I hate this. I posted back in January about the lowercase taking his first step. What I haven't written is that he kind of quit. Sure every now and then he'll let go and take a few steps...but it's been two months and he still hasn't been able to take more than 5 steps at a time.
He now gets frustrated when we try to hold his hands and walk with him -- most of the time when we try he instantly drops to his knees to begin crawling. On the other hand, he is constantly pulling up to stand, cruising the furniture, and frequently walks behind things (ride-on toys, walking toys, his leap frog music table).
On Friday I gave in and called the county early intervention office. We've been doing evaluation forms from them at home on our own and he's always scored well above the cutoff point in every category. His most recent one, done at 12 months adjusted age (mid-January), had him scoring 55 in gross motor with the cutoff point for delays being 18. So why isn't he walking?
We go to gymboree classes where he is one of two babies who does not yet walk -- the other child is also 7 months younger than him (actually too young for the class she's enrolled in, but nobody asked me). During classes, any activity that involves walking sends him crawling at top speed across the room to a bin full of balls or to the mirrors or tunnels.
I'm expecting a call from EI some time this week to schedule a time for a pair of therapists to come to our house and evaluate my son.

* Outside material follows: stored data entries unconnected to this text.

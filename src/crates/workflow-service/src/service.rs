//! Orchestration layer: owns the runtime's dependencies, translates
//! [`RuntimeEvent`]s into wire-level [`StreamFrame`]s, and fronts the
//! registry-level frames the runtime itself has no notion of.

use std::collections::HashMap;
use std::sync::Arc;

use tokio::sync::mpsc;
use tracing::warn;

use workflow_checkpoint::CheckpointSaver;
use workflow_core::interrupt;
use workflow_core::runtime::RuntimeEvent;
use workflow_core::{GraphError, GraphRuntime, GraphState, LlmGateway, ResumeAction};
use workflow_registry::ToolRegistry;

use crate::api::error::ApiError;
use crate::events::StreamFrame;
use crate::metadata::{self, ConversationMetadataHook, InMemoryConversationMetadataHook};

const FRAME_BUFFER: usize = 64;

pub struct WorkflowService {
    checkpointer: Arc<dyn CheckpointSaver>,
    runtime: Arc<GraphRuntime>,
    metadata_hook: Arc<dyn ConversationMetadataHook>,
}

impl WorkflowService {
    pub fn new(checkpointer: Arc<dyn CheckpointSaver>, gateway: Arc<dyn LlmGateway>) -> Self {
        let runtime = Arc::new(GraphRuntime::new(checkpointer.clone(), gateway));
        Self {
            checkpointer,
            runtime,
            metadata_hook: Arc::new(InMemoryConversationMetadataHook::new()),
        }
    }

    /// Override the conversation-metadata hook, e.g. to back it with the same
    /// store as conversation history in a real deployment.
    pub fn with_metadata_hook(mut self, hook: Arc<dyn ConversationMetadataHook>) -> Self {
        self.metadata_hook = hook;
        self
    }

    /// Start a fresh top-level request on a thread, returning a channel of frames
    /// the HTTP layer forwards onto an SSE stream (or drains for the non-streaming
    /// `/chat` endpoint).
    pub async fn stream_fresh_request(
        &self,
        thread_id: String,
        text: String,
        credentials: HashMap<String, String>,
    ) -> Result<mpsc::Receiver<StreamFrame>, ApiError> {
        let registry = ToolRegistry::build(&credentials).map_err(ApiError::from)?;
        let (frame_tx, frame_rx) = mpsc::channel(FRAME_BUFFER);

        announce_integrations(&frame_tx, &registry).await;

        let runtime = self.runtime.clone();
        let metadata_hook = self.metadata_hook.clone();
        let title = metadata::derive_title(&text);
        tokio::spawn(async move {
            let (event_tx, event_rx) = mpsc::channel(FRAME_BUFFER);
            let conversation_metadata = Some((metadata_hook, thread_id.clone(), title));
            let forward = tokio::spawn(forward_events(event_rx, frame_tx.clone(), conversation_metadata));
            if let Err(err) = runtime.fresh_request(&thread_id, &text, &credentials, event_tx).await {
                warn!(thread_id, error = %err, "fresh request ended in error");
            }
            let _ = forward.await;
        });

        Ok(frame_rx)
    }

    /// Apply an `approve` / `edit` / `skip` decision to a suspended thread.
    ///
    /// The thread is checked against [`interrupt::awaiting_step`] before anything is
    /// spawned, so a thread that isn't actually suspended gets a bare 409 with no
    /// frames at all, rather than an SSE stream that immediately errors.
    pub async fn stream_resume(
        &self,
        thread_id: String,
        action: &str,
        content: Option<serde_json::Value>,
    ) -> Result<mpsc::Receiver<StreamFrame>, ApiError> {
        let action = ResumeAction::parse(action, content).map_err(ApiError::from)?;

        let state = self.load_state(&thread_id).await?;
        if !interrupt::is_repeat(&state, &action) {
            interrupt::awaiting_step(&state).map_err(ApiError::from)?;
        }

        let (frame_tx, frame_rx) = mpsc::channel(FRAME_BUFFER);

        let runtime = self.runtime.clone();
        tokio::spawn(async move {
            let (event_tx, event_rx) = mpsc::channel(FRAME_BUFFER);
            let forward = tokio::spawn(forward_events(event_rx, frame_tx, None));
            if let Err(err) = runtime.resume(&thread_id, action, event_tx).await {
                warn!(thread_id, error = %err, "resume ended in error");
            }
            let _ = forward.await;
        });

        Ok(frame_rx)
    }

    /// Reopen the given step (and every step after it) on a thread and continue
    /// execution from there.
    ///
    /// `step_number` is validated against the thread's plan before anything is
    /// spawned, so a step number outside the plan's range returns a bare 400 with
    /// no frames, matching the boundary behavior of the other chat endpoints.
    pub async fn stream_retry(
        &self,
        thread_id: String,
        step_number: u32,
    ) -> Result<mpsc::Receiver<StreamFrame>, ApiError> {
        let state = self.load_state(&thread_id).await?;
        let plan = state
            .plan
            .as_ref()
            .ok_or_else(|| ApiError::from(GraphError::StateMismatch("thread has no plan to retry".to_string())))?;
        if plan.step(step_number).is_none() {
            return Err(ApiError::from(GraphError::InvalidInput(format!(
                "step {step_number} is outside the plan's range 1..={}",
                plan.len()
            ))));
        }

        let (frame_tx, frame_rx) = mpsc::channel(FRAME_BUFFER);

        let runtime = self.runtime.clone();
        tokio::spawn(async move {
            let (event_tx, event_rx) = mpsc::channel(FRAME_BUFFER);
            let forward = tokio::spawn(forward_events(event_rx, frame_tx, None));
            if let Err(err) = runtime.retry(&thread_id, step_number, event_tx).await {
                warn!(thread_id, error = %err, "retry ended in error");
            }
            let _ = forward.await;
        });

        Ok(frame_rx)
    }

    /// The latest persisted state for a thread, for the history endpoint. Returns
    /// only the most recent checkpoint; full history reconstruction is left to the
    /// checkpointer's `list` for callers that need it directly.
    pub async fn latest_state(&self, thread_id: &str) -> Result<GraphState, ApiError> {
        let checkpoint = self
            .checkpointer
            .get_latest(thread_id)
            .await
            .map_err(|e| ApiError::Internal(e.to_string()))?
            .ok_or_else(|| ApiError::NotFound(format!("no history for thread {thread_id}")))?;

        serde_json::from_value(checkpoint.state)
            .map_err(|e| ApiError::Internal(format!("corrupt checkpoint: {e}")))
    }

    /// The short name of the active checkpointer backend, surfaced on `/healthz`.
    pub fn checkpointer_backend(&self) -> &'static str {
        self.checkpointer.backend_kind()
    }

    /// Load a thread's latest state for a pre-flight check, treating a missing
    /// checkpoint as a 409 rather than a 404: resuming or retrying a thread that
    /// never ran is a state mismatch, not a lookup failure.
    async fn load_state(&self, thread_id: &str) -> Result<GraphState, ApiError> {
        let checkpoint = self
            .checkpointer
            .get_latest(thread_id)
            .await
            .map_err(|e| ApiError::Internal(e.to_string()))?
            .ok_or_else(|| ApiError::from(GraphError::StateMismatch(format!("no checkpoint exists for thread {thread_id}"))))?;

        serde_json::from_value(checkpoint.state)
            .map_err(|e| ApiError::Internal(format!("corrupt checkpoint: {e}")))
    }
}

async fn announce_integrations(frame_tx: &mpsc::Sender<StreamFrame>, registry: &ToolRegistry) {
    let frame = StreamFrame::IntegrationsReady { integrations: registry.integrations().to_vec() };
    let _ = frame_tx.send(frame).await;
}

/// Translates runtime events onto the wire and, when `conversation_metadata` is
/// `Some`, fires the metadata hook on the first `progress` frame observed — the
/// "first `progress` frame of a brand-new thread" the metadata contract names.
/// Only `stream_fresh_request` passes `Some`; resume and retry never originate a
/// brand-new thread, so they pass `None`.
async fn forward_events(
    mut events: mpsc::Receiver<RuntimeEvent>,
    frames: mpsc::Sender<StreamFrame>,
    conversation_metadata: Option<(Arc<dyn ConversationMetadataHook>, String, String)>,
) {
    let mut metadata_pending = conversation_metadata;

    while let Some(event) = events.recv().await {
        if let RuntimeEvent::Progress { .. } = &event {
            if let Some((hook, thread_id, title)) = metadata_pending.take() {
                hook.record_if_absent(&thread_id, &title).await;
            }
        }

        let frame = match event {
            RuntimeEvent::Thinking { text } => StreamFrame::Thinking { text },
            RuntimeEvent::Progress { thread_id, current_step, plan } => {
                StreamFrame::Progress { thread_id, current_step, plan }
            }
            RuntimeEvent::StepThinking { step, text } => StreamFrame::StepThinking { step, text },
            RuntimeEvent::Token { text } => StreamFrame::Token { text },
            RuntimeEvent::ApprovalRequired(descriptor) => StreamFrame::ApprovalRequired { descriptor },
            RuntimeEvent::Error { category, message } => {
                StreamFrame::Error { category: category.to_string(), message }
            }
            RuntimeEvent::Done { final_message } => StreamFrame::Done { final_message },
        };
        let droppable = frame.is_droppable();
        if droppable {
            let _ = frames.try_send(frame);
        } else if frames.send(frame).await.is_err() {
            break;
        }
    }
}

Add to the worries about his gross motor development the fact that he's only in the 4th percentile for weight, my currently intense level of PMS, the fact that many other people I know are having second (or third) babies when my husband refuses to discuss that even as a remote years-away possibility, and my general neurotic personality and you might have a picture of my life at the moment.
I had a breakdown yesterday doing massive amounts of crying, followed by about 10 minutes of laughter and then, as a result of one innocent comment from my husband, another 20 minutes of gut-wrenching sobbing...in the grocery store parking lot.
Oh...and the lowercase is having another eye exam today to see if his prematurity has affected his vision.